Culture intensity must be reduced to levels that do not exceed carrying capacity and a disease-free stock SPF programme must be implemented. And if the issue is affecting an entire geographic area then there must be cooperation across the farms in that area to reduce stocking levels. There must be an understanding that water quality is the basis of all aquaculture and, if the natural waters deteriorate from the release of too much waste – either from shrimp farms or other agrarian or industrial activities – growing shrimp will become more difficult. Poor quality water reduces the effectiveness of the shrimp’s innate immune system, thereby allowing shrimp to become infected more easily and then to spew more and more pathogens into the environment. A feedback loop starts and it becomes increasingly difficult to raise shrimp efficiently.

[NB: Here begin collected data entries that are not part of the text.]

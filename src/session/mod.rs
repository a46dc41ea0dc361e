//! Interactive editing session.
//!
//! A [`Session`] owns at most one image. Each command read from the console
//! either inspects that image or replaces it with a transformed copy.

mod command;
mod prompt;

pub use command::Command;
pub use prompt::Prompter;

use std::io::{BufRead, Write};
use std::path::Path;

use image::RgbImage;

use crate::error::{Error, Result};
use crate::filters::Filter;
use crate::image::{self as imageio, CropRect, ResizeFilter, DEFAULT_JPEG_QUALITY};
use crate::viewer;

/// Configuration for an editing session.
#[derive(Debug, Clone)]
pub struct SessionConfig {
    /// Output JPEG quality (1-100).
    pub jpeg_quality: u8,

    /// Resampling kernel used when scaling down.
    pub resize_filter: ResizeFilter,
}

impl Default for SessionConfig {
    fn default() -> Self {
        Self {
            jpeg_quality: DEFAULT_JPEG_QUALITY,
            resize_filter: ResizeFilter::default(),
        }
    }
}

impl SessionConfig {
    /// Validate the configuration.
    ///
    /// # Errors
    ///
    /// Returns an error if any parameter is out of valid range.
    pub fn validate(&self) -> Result<()> {
        if !(1..=100).contains(&self.jpeg_quality) {
            return Err(Error::invalid_parameter(
                "jpeg_quality",
                "must be between 1 and 100",
            ));
        }

        Ok(())
    }
}

/// What the loop should do after a command.
#[derive(Debug, Clone, Copy, PartialEq, Eq)]
enum Flow {
    Continue,
    Quit,
}

/// The interactive session holding the current image.
#[derive(Debug, Default)]
pub struct Session {
    config: SessionConfig,
    image: Option<RgbImage>,
}

impl Session {
    /// Create an empty session.
    ///
    /// # Errors
    ///
    /// Returns an error if the configuration is invalid.
    pub fn new(config: SessionConfig) -> Result<Self> {
        config.validate()?;

        tracing::debug!("Starting session with config: {config:?}");

        Ok(Self {
            config,
            image: None,
        })
    }

    /// The current image, if one is loaded.
    #[must_use]
    pub const fn image(&self) -> Option<&RgbImage> {
        self.image.as_ref()
    }

    /// Replace the current image with one read from disk.
    ///
    /// On failure the current image is kept.
    ///
    /// # Errors
    ///
    /// Returns an error if the file cannot be loaded.
    pub fn load<P: AsRef<Path>>(&mut self, path: P) -> Result<()> {
        let path = path.as_ref();
        let img = imageio::load_image(path)?;
        tracing::info!("Loaded {} ({}x{})", path.display(), img.width(), img.height());
        self.image = Some(img);
        Ok(())
    }

    /// Apply a filter to the current image.
    ///
    /// # Errors
    ///
    /// Returns [`Error::NoImage`] if no image is loaded.
    pub fn apply(&mut self, filter: Filter) -> Result<()> {
        let img = self.require_image()?;
        let filtered = filter.apply(img);
        self.replace(filter.name(), filtered);
        Ok(())
    }

    /// Run commands from `input` until `Q` or end of input.
    ///
    /// Command failures are reported on `output` and the loop continues;
    /// only a failure to write to `output` ends it early.
    ///
    /// # Errors
    ///
    /// Returns an error if the console cannot be written.
    pub fn run<R: BufRead, W: Write>(&mut self, input: R, output: W) -> Result<()> {
        let mut prompter = Prompter::new(input, output);

        loop {
            let Some(line) = prompter.read_line("Enter a command: ")? else {
                tracing::debug!("End of input");
                break;
            };
            if line.trim().is_empty() {
                continue;
            }

            let Some(command) = Command::parse(&line) else {
                prompter.say("Invalid command.")?;
                continue;
            };

            match self.execute(command, &mut prompter) {
                Ok(Flow::Continue) => {}
                Ok(Flow::Quit) => break,
                Err(Error::NoImage) => prompter.say(Error::NoImage)?,
                Err(err) => {
                    tracing::warn!("Command {} failed: {err}", command.key());
                    prompter.say(format_args!("Error: {err}"))?;
                }
            }
        }

        Ok(())
    }

    /// Execute one command, prompting for its arguments.
    fn execute<R: BufRead, W: Write>(
        &mut self,
        command: Command,
        prompter: &mut Prompter<R, W>,
    ) -> Result<Flow> {
        tracing::debug!("Dispatching command {command:?}");

        if command.needs_image() {
            self.require_image()?;
        }

        match command {
            Command::Menu => {
                for entry in Command::ALL {
                    prompter.say(entry)?;
                }
            }
            Command::Load => {
                let path = prompter.path("Enter the image file name: ")?;
                self.load(path)?;
            }
            Command::View => viewer::show(self.require_image()?, "imagecraft")?,
            Command::Info => {
                let (width, height) = self.require_image()?.dimensions();
                prompter.say(format_args!("Image size: ({width}, {height})"))?;
            }
            Command::ScaleDown => {
                let factor = prompter.integer("Enter the scale down factor: ")?;
                let scaled =
                    imageio::scale_down(self.require_image()?, factor, self.config.resize_filter)?;
                self.replace("scale down", scaled);
            }
            Command::Crop => {
                let rect = CropRect {
                    left: prompter.integer("Enter left boundary: ")?,
                    upper: prompter.integer("Enter upper boundary: ")?,
                    right: prompter.integer("Enter right boundary: ")?,
                    lower: prompter.integer("Enter lower boundary: ")?,
                };
                let cropped = imageio::crop(self.require_image()?, rect)?;
                self.replace("crop", cropped);
            }
            Command::Brighten => {
                let delta = prompter.integer_i32("Enter the brightness value: ")?;
                self.apply(Filter::Brighten { delta })?;
            }
            Command::EdgeDetect => {
                let threshold =
                    prompter.integer_i32("Enter the edge detection difference value: ")?;
                self.apply(Filter::EdgeDetect { threshold })?;
            }
            Command::Colorize => {
                let alpha = prompter.float("Enter the colorize alpha value: ")?;
                if !alpha.is_finite() {
                    return Err(Error::invalid_parameter("alpha", "must be a finite number"));
                }
                self.apply(Filter::Colorize { alpha })?;
            }
            Command::RedGreenColorblindness => self.apply(Filter::RedGreenColorblindness)?,
            Command::BlackAndWhite => {
                let cutoff = prompter.integer_i32("Enter the black and white cutoff: ")?;
                self.apply(Filter::BlackAndWhite { cutoff })?;
            }
            Command::Negative => {
                self.apply(Filter::Negative)?;
                prompter.say("Negative version of the image created.")?;
            }
            Command::Save => {
                let path = prompter.path("Enter the output file name: ")?;
                imageio::save_image(self.require_image()?, &path, self.config.jpeg_quality)?;
                tracing::info!("Saved {}", path.display());
            }
            Command::Quit => return Ok(Flow::Quit),
        }

        Ok(Flow::Continue)
    }

    fn require_image(&self) -> Result<&RgbImage> {
        self.image.as_ref().ok_or(Error::NoImage)
    }

    fn replace(&mut self, operation: &str, img: RgbImage) {
        tracing::info!("Applied {operation} ({}x{})", img.width(), img.height());
        self.image = Some(img);
    }
}

#[cfg(test)]
mod tests {
    use super::*;
    use image::Rgb;
    use std::io::Cursor;

    fn session_with(img: RgbImage) -> Session {
        Session {
            config: SessionConfig::default(),
            image: Some(img),
        }
    }

    fn run_script(session: &mut Session, script: &str) -> String {
        let mut output = Vec::new();
        session
            .run(Cursor::new(script.as_bytes()), &mut output)
            .unwrap();
        String::from_utf8(output).unwrap()
    }

    #[test]
    fn test_config_validation() {
        assert!(SessionConfig::default().validate().is_ok());
        let config = SessionConfig {
            jpeg_quality: 0,
            ..SessionConfig::default()
        };
        assert!(Session::new(config).is_err());
    }

    #[test]
    fn test_commands_without_image() {
        let mut session = Session::default();
        let out = run_script(&mut session, "v\ni\nn\nr\nb\nq\n");
        assert_eq!(out.matches("No image loaded.").count(), 5);
        assert!(session.image().is_none());
    }

    #[test]
    fn test_argument_commands_without_image_do_not_prompt() {
        let mut session = Session::default();
        let out = run_script(&mut session, "s\nf\nz\nc\ne\nw\nq\n");
        assert_eq!(out.matches("No image loaded.").count(), 6);
        assert!(!out.contains("Enter the output file name"));
        assert!(!out.contains("Enter left boundary"));
        assert!(session.image().is_none());
    }

    #[test]
    fn test_invalid_command() {
        let mut session = Session::default();
        let out = run_script(&mut session, "x\n\nq\n");
        assert_eq!(out.matches("Invalid command.").count(), 1);
    }

    #[test]
    fn test_menu_lists_every_command() {
        let mut session = Session::default();
        let out = run_script(&mut session, "M\nQ\n");
        for command in Command::ALL {
            assert!(out.contains(&command.to_string()), "missing {command:?}");
        }
    }

    #[test]
    fn test_quit_stops_reading() {
        let mut session = session_with(RgbImage::from_pixel(1, 1, Rgb([1, 2, 3])));
        run_script(&mut session, "q\nn\n");
        assert_eq!(session.image().unwrap().get_pixel(0, 0), &Rgb([1, 2, 3]));
    }

    #[test]
    fn test_info() {
        let mut session = session_with(RgbImage::new(640, 480));
        let out = run_script(&mut session, "I\n");
        assert!(out.contains("Image size: (640, 480)"));
    }

    #[test]
    fn test_black_and_white_on_gray() {
        let mut session = session_with(RgbImage::from_pixel(4, 4, Rgb([128, 128, 128])));
        run_script(&mut session, "w\n128\nq\n");
        let img = session.image().unwrap();
        assert_eq!(img.dimensions(), (4, 4));
        assert!(img.pixels().all(|p| *p == Rgb([255, 255, 255])));
    }

    #[test]
    fn test_brighten_clamps() {
        let mut session = session_with(RgbImage::from_pixel(1, 1, Rgb([10, 10, 10])));
        run_script(&mut session, "B\n300\n");
        assert_eq!(session.image().unwrap().get_pixel(0, 0), &Rgb([255, 255, 255]));
    }

    #[test]
    fn test_colorblindness_and_negative() {
        let mut session = session_with(RgbImage::from_pixel(1, 1, Rgb([100, 200, 50])));
        let out = run_script(&mut session, "r\nn\n");
        assert!(out.contains("Negative version of the image created."));
        assert_eq!(session.image().unwrap().get_pixel(0, 0), &Rgb([105, 105, 205]));
    }

    #[test]
    fn test_colorize_and_edge_detect() {
        let mut session = session_with(RgbImage::from_pixel(3, 3, Rgb([200, 100, 0])));
        run_script(&mut session, "c\n1\ne\n10\n");
        let img = session.image().unwrap();
        assert_eq!(img.get_pixel(0, 0), &Rgb([0, 0, 0]));
        assert_eq!(img.get_pixel(2, 2), &Rgb([255, 0, 0]));
    }

    #[test]
    fn test_colorize_rejects_nan() {
        let img = RgbImage::from_pixel(1, 1, Rgb([200, 100, 0]));
        let mut session = session_with(img.clone());
        let out = run_script(&mut session, "c\nnan\n");
        assert!(out.contains("Error: invalid parameter alpha"));
        assert_eq!(session.image(), Some(&img));
    }

    #[test]
    fn test_bad_number_keeps_image_and_continues() {
        let img = RgbImage::from_pixel(2, 2, Rgb([5, 6, 7]));
        let mut session = session_with(img.clone());
        let out = run_script(&mut session, "b\nlots\ni\n");
        assert!(out.contains("Error: invalid input \"lots\""));
        assert!(out.contains("Image size: (2, 2)"));
        assert_eq!(session.image(), Some(&img));
    }

    #[test]
    fn test_scale_down_and_crop() {
        let mut session = session_with(RgbImage::new(10, 6));
        run_script(&mut session, "f\n2\n");
        assert_eq!(session.image().unwrap().dimensions(), (5, 3));

        run_script(&mut session, "z\n1\n0\n4\n2\n");
        assert_eq!(session.image().unwrap().dimensions(), (3, 2));

        let out = run_script(&mut session, "f\n0\n");
        assert!(out.contains("Error: invalid parameter factor"));
        assert_eq!(session.image().unwrap().dimensions(), (3, 2));
    }

    #[test]
    fn test_failed_load_keeps_image() {
        let img = RgbImage::new(2, 3);
        let mut session = session_with(img.clone());
        let out = run_script(&mut session, "l\nno/such/file.png\n");
        assert!(out.contains("Error: failed to load image"));
        assert_eq!(session.image(), Some(&img));
    }

    #[test]
    fn test_apply_without_image() {
        let mut session = Session::default();
        assert!(matches!(
            session.apply(Filter::Negative),
            Err(Error::NoImage)
        ));
    }
}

This is all too apparent with the microsporidian disease EHP. Anyone who monitors the outside environment will today find spores in the water, and since these spores are difficult to “kill”, infections continue in hatcheries or farms without the implementation of very expensive technology.
Examples of success
Some farms in Thailand, Vietnam and Malaysia are learning how to become successful again by not exceeding their carrying capacities. The formula has been to stock fewer shrimp (back to the pre-2012 level, when culture in Thailand averaged 100/m2); providing sufficient aeration for the new fast-growth genetics; maintaining clean pond bottoms to remove substrates for vibrio; using certified EHP-free post-larvae; and removing disinfection from management protocols.
There is still scope for the prudent use of probiotics and nutrient-balanced feeds – meaning those with protein levels applicable to the growth needs of the shrimp being grown.
The good news is that farms that have extensified have become profitable. And the even better news is that with the improved genetics now available, they can reach larger sizes in shorter periods of culture, reducing pond costs and feed costs (lower FCR), and achieving pond yields of 25-30 tonnes per hectare per crop. This is both sustainable and profitable in today's competitive world.
Conclusions
Ultimately, if shrimp farmers are to be consistently commercially successful on a global scale, more countries must increase domestic shrimp consumption, reducing the pressure on export markets. But they must also stay within the carrying capacity of their culture systems and within the carrying capacity of an area connected by shared water.
Every company and every country wishes to improve its shrimp revenues. Blind intensification is not the way. Adding density is an accounting shortcut and does not have anything to do with the real world which is ruled by carrying capacity.
Improved genetics will provide one of the answers, but not the way most people think – it will not increase the carrying capacity of a given system or geographic area. Genetics is a vital and important tool for increasing efficiency, but it is not a solution to problems.
Instead of increasing shrimp stocking density to increase yields, improved genetics can reduce the grow-out time, which results in more cycles per year and decreases the FCRs – thereby increasing annual output and revenue while reducing costs. Genetics increases the size of shrimp, improving the revenue seen in the marketplace. Genetics is also the technology to increase specific disease tolerance and improve the innate immune expression levels in shrimp.
My wish is that lessons are learnt, and that Latin America learns from the Asian experience where over intensification has increased production costs. They must find the boundaries for profitability and remain within them.
Containing and disposing shrimp waste and protecting source waters from becoming eutrophic will reduce the pathogen load and consequent pressure. Now is the time to start monitoring the environment and creating awareness.